In the Emendation of the Intellect, Spinoza describes how he abandoned mundane pursuits of money, fame, and sensuality for the pleasures of philosophy and, by doing so, traded in merely temporary goods for a joy which is eternal (TdIE, G II/1-II/7).1 Given this motivating quest for eternal happiness, it is ironic that the section of the Ethics most frequently condemned by critics as a hopeless muddle is just that section in which Spinoza attempts to demonstrate the possibility of the mind's eternal salvation. From the perspective of these critics, Spinoza has carefully constructed a deductive system of metaphysics, featuring a variety of intriguing theories such as the parallelism of mind and body, only to sully his achievement by tacking on a contradictory finale. In a vain effort to salvage immortality,2 Spinoza has placed himself in the embarrassing position of espousing both the mind's eternity and the body's limited duration, all the while maintaining that mind and body are one and the same thing. In the face of this and other seemingly blatant contradictions, some commentators have given up trying to make sense of Spinoza's remarks on the mind's eternity, preferring instead to speculate on how such a profound thinker could be led to such write such rubbish. Was it due to an overwhelming fear of death? Or perhaps a desperate leap into mysticism?3 [End Page 349]
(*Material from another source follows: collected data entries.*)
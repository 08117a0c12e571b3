pub mod app;
pub mod catalog;
pub mod factory;

#[allow(unused_imports)]
pub use app::TestApp;
#[allow(unused_imports)]
pub use catalog::{FakeCatalog, BROKEN_NAME};
#[allow(unused_imports)]
pub use factory::{Factory, TestAuth, TEST_PASSWORD};
//! Router-wide layers: request tracing, CORS and per-IP rate limiting

use std::sync::Arc;
use std::time::Duration;

use axum::{
    body::Body,
    http::{header, HeaderValue, Method, Request},
    Router,
};
use tower_governor::{
    governor::GovernorConfigBuilder, key_extractor::PeerIpKeyExtractor, GovernorLayer,
};
use tower_http::{
    cors::{AllowOrigin, CorsLayer},
    trace::{DefaultOnRequest, DefaultOnResponse, TraceLayer},
    LatencyUnit,
};
use tracing::Level;

use crate::config::Config;
use crate::state::AppState;

/// Per-IP quota: `burst` requests, one slot refilled every `refill_secs`
#[derive(Debug, Clone, Copy)]
pub struct RateLimit {
    pub refill_secs: u64,
    pub burst: u32,
}

/// Registration: 5 per hour
pub const REGISTER_LIMIT: RateLimit = RateLimit {
    refill_secs: 720,
    burst: 5,
};

/// Login: 10 per minute
pub const LOGIN_LIMIT: RateLimit = RateLimit {
    refill_secs: 6,
    burst: 10,
};

/// Wrap `router` in a per-IP rate limiter when rate limiting is enabled.
///
/// Clients are keyed on the socket peer address, so the server must be run
/// with `into_make_service_with_connect_info::<SocketAddr>()`. Forwarding
/// headers are ignored.
pub fn rate_limited(
    router: Router<AppState>,
    limit: RateLimit,
    config: &Config,
) -> Router<AppState> {
    if !config.rate_limit_enabled {
        return router;
    }

    let governor = GovernorConfigBuilder::default()
        .per_second(limit.refill_secs)
        .burst_size(limit.burst)
        .key_extractor(PeerIpKeyExtractor)
        .finish();

    match governor {
        Some(governor) => router.layer(GovernorLayer::new(Arc::new(governor))),
        None => {
            tracing::warn!(?limit, "Invalid rate limit quota, route left unlimited");
            router
        }
    }
}

/// Apply tracing and CORS to the whole application
pub fn apply_middleware(router: Router, config: &Config) -> Router {
    router
        // CORS (innermost)
        .layer(cors_layer(config))
        // Tracing
        .layer(
            TraceLayer::new_for_http()
                .make_span_with(|request: &Request<Body>| {
                    tracing::info_span!(
                        "http_request",
                        method = %request.method(),
                        path = %request.uri().path(),
                    )
                })
                .on_request(DefaultOnRequest::new().level(Level::DEBUG))
                .on_response(
                    DefaultOnResponse::new()
                        .level(Level::INFO)
                        .latency_unit(LatencyUnit::Millis),
                ),
        )
}

fn cors_layer(config: &Config) -> CorsLayer {
    let origins: Vec<HeaderValue> = config
        .cors_allowed_origins
        .iter()
        .filter_map(|origin| match HeaderValue::from_str(origin) {
            Ok(value) => Some(value),
            Err(_) => {
                tracing::warn!(origin = %origin, "Ignoring invalid CORS origin");
                None
            }
        })
        .collect();

    CorsLayer::new()
        .allow_origin(AllowOrigin::list(origins))
        .allow_methods([
            Method::GET,
            Method::POST,
            Method::PUT,
            Method::PATCH,
            Method::DELETE,
        ])
        .allow_headers([header::AUTHORIZATION, header::CONTENT_TYPE])
        .max_age(Duration::from_secs(3600))
}
use argon2::{
    password_hash::{rand_core::OsRng, PasswordHash, PasswordHasher, PasswordVerifier, SaltString},
    Argon2,
};
use jsonwebtoken::{decode, encode, DecodingKey, EncodingKey, Header, Validation};
use sea_orm::ConnectionTrait;
use serde::{Deserialize, Serialize};
use time::{Duration, OffsetDateTime};

use crate::config::Config;
use crate::error::{AppError, AppResult};
use crate::models::User;
use crate::repositories::UserRepository;

/// JWT Claims structure
#[derive(Debug, Serialize, Deserialize)]
pub struct Claims {
    pub sub: String, // username
    pub exp: i64,    // expiration timestamp
    pub iat: i64,    // issued at timestamp
}

pub struct AuthService;

impl AuthService {
    /// Hash a password using Argon2
    pub fn hash_password(password: &str) -> AppResult<String> {
        let salt = SaltString::generate(&mut OsRng);
        let argon2 = Argon2::default();

        let hash = argon2
            .hash_password(password.as_bytes(), &salt)
            .map_err(|e| AppError::Internal(format!("Password hashing failed: {}", e)))?;

        Ok(hash.to_string())
    }

    /// Verify a password against a hash
    pub fn verify_password(password: &str, hash: &str) -> AppResult<bool> {
        let parsed_hash = PasswordHash::new(hash)
            .map_err(|e| AppError::Internal(format!("Invalid password hash: {}", e)))?;

        let result = Argon2::default()
            .verify_password(password.as_bytes(), &parsed_hash)
            .is_ok();

        Ok(result)
    }

    /// Issue a token for `subject` that expires `ttl` from now
    pub fn issue_token(subject: &str, ttl: Duration, config: &Config) -> AppResult<String> {
        let now = OffsetDateTime::now_utc();
        let exp = now + ttl;

        let claims = Claims {
            sub: subject.to_string(),
            exp: exp.unix_timestamp(),
            iat: now.unix_timestamp(),
        };

        let token = encode(
            &Header::new(config.jwt_algorithm),
            &claims,
            &EncodingKey::from_secret(config.jwt_secret.as_bytes()),
        )
        .map_err(|e| AppError::Internal(format!("Token generation failed: {}", e)))?;

        Ok(token)
    }

    /// Generate an access token with the configured lifetime
    pub fn generate_token(username: &str, config: &Config) -> AppResult<String> {
        Self::issue_token(
            username,
            Duration::minutes(config.access_token_expire_minutes),
            config,
        )
    }

    /// Verify and decode a JWT token
    pub fn verify_token(token: &str, config: &Config) -> AppResult<Claims> {
        let token_data = decode::<Claims>(
            token,
            &DecodingKey::from_secret(config.jwt_secret.as_bytes()),
            &Validation::new(config.jwt_algorithm),
        )?;

        Ok(token_data.claims)
    }

    /// Check a username/password pair.
    ///
    /// Returns `None` both for an unknown user and for a wrong password so
    /// callers cannot tell the two apart.
    pub async fn authenticate<C: ConnectionTrait>(
        db: &C,
        username: &str,
        password: &str,
    ) -> AppResult<Option<User>> {
        let Some(user) = UserRepository::find_by_username(db, username).await? else {
            return Ok(None);
        };

        if !Self::verify_password(password, &user.password_hash)? {
            return Ok(None);
        }

        Ok(Some(user))
    }

    /// Resolve a bearer token to its (active) user
    pub async fn resolve<C: ConnectionTrait>(
        db: &C,
        token: &str,
        config: &Config,
    ) -> AppResult<User> {
        let claims = Self::verify_token(token, config)?;
        if claims.sub.is_empty() {
            return Err(AppError::Unauthorized);
        }

        let user = UserRepository::find_by_username(db, &claims.sub)
            .await?
            .ok_or(AppError::Unauthorized)?;

        if !user.is_active {
            return Err(AppError::InactiveAccount);
        }

        Ok(user)
    }
}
Other interpreters, of course, have been more charitable and have regarded this section of the Ethics as its rightful culmination. But the diversity of their interpretations belies, if not the inconsistency of Spinoza's position, at least the difficulty of understanding how, and in what sense, Spinoza's metaphysics can support a belief in the mind's eternity. In this paper, I examine four common answers to this question and, finding each interpretation inadequate in some way, venture a fifth. The first two sections of the paper outline and criticize the four interpretations. The last three develop an alternative reading of the mind's eternityæone, it is claimed, that is consistent with Spinoza's metaphysics.

1. Interpretations of the Mind's Eternity

One pivotal point by which various interpretations can be classified is how they account for the mind's eternity in relation to parallelism. The mind is the idea of the body (IIP13). Since an idea and its ideatum are "one and the same thing" (IIP7S), the mind and the body are one and the same thing, conceived under different attributes (IIP21S). But how then can Spinoza maintain that the mind is eternal, despite the destruction of the body (VP23)? One answer is that Spinoza is not literally referring to an eternal state of being; instead, he is metaphorically describing a state of knowing that is acquired in this life whenever the mind grasps sub specie aeternitatis truths about itself and its body. Thus, the eternity of the mind is compatible with parallelism, for its "eternal" life lasts no longer than the temporally limited life of the body. This view is called the epistemological interpretation. In contrast, the ontological interpretation is the view that, for Spinoza, the mind is literally eternal. Clearly, the onus falls upon advocates of the ontological interpretation to explain why the mind's eternal existence does not contradict parallelism. Generally, three types of explanations have been advanced. 1)The Episodic Ideatum Theory: Faced with the dilemma between parallelism and the mind's eternal existence, this theory qualifies the former. The mind is the idea of the body only for as long as the body endures; afterwards, the mind possesses an independent existence. 2)The Incremental Ideatum Theory: This theory maintains that the mind is the idea of a particular body only at the beginning of its existence. By reason and intuition, the mind expands its ideatum to such a point that it no longer reflects merely one finite body but rather the whole material universe. By doing so, it becomes united with God. 3)The Double Existence Theory: On this theory, the mind has an eternal existence, because the human body itself is, in some sense, eternal...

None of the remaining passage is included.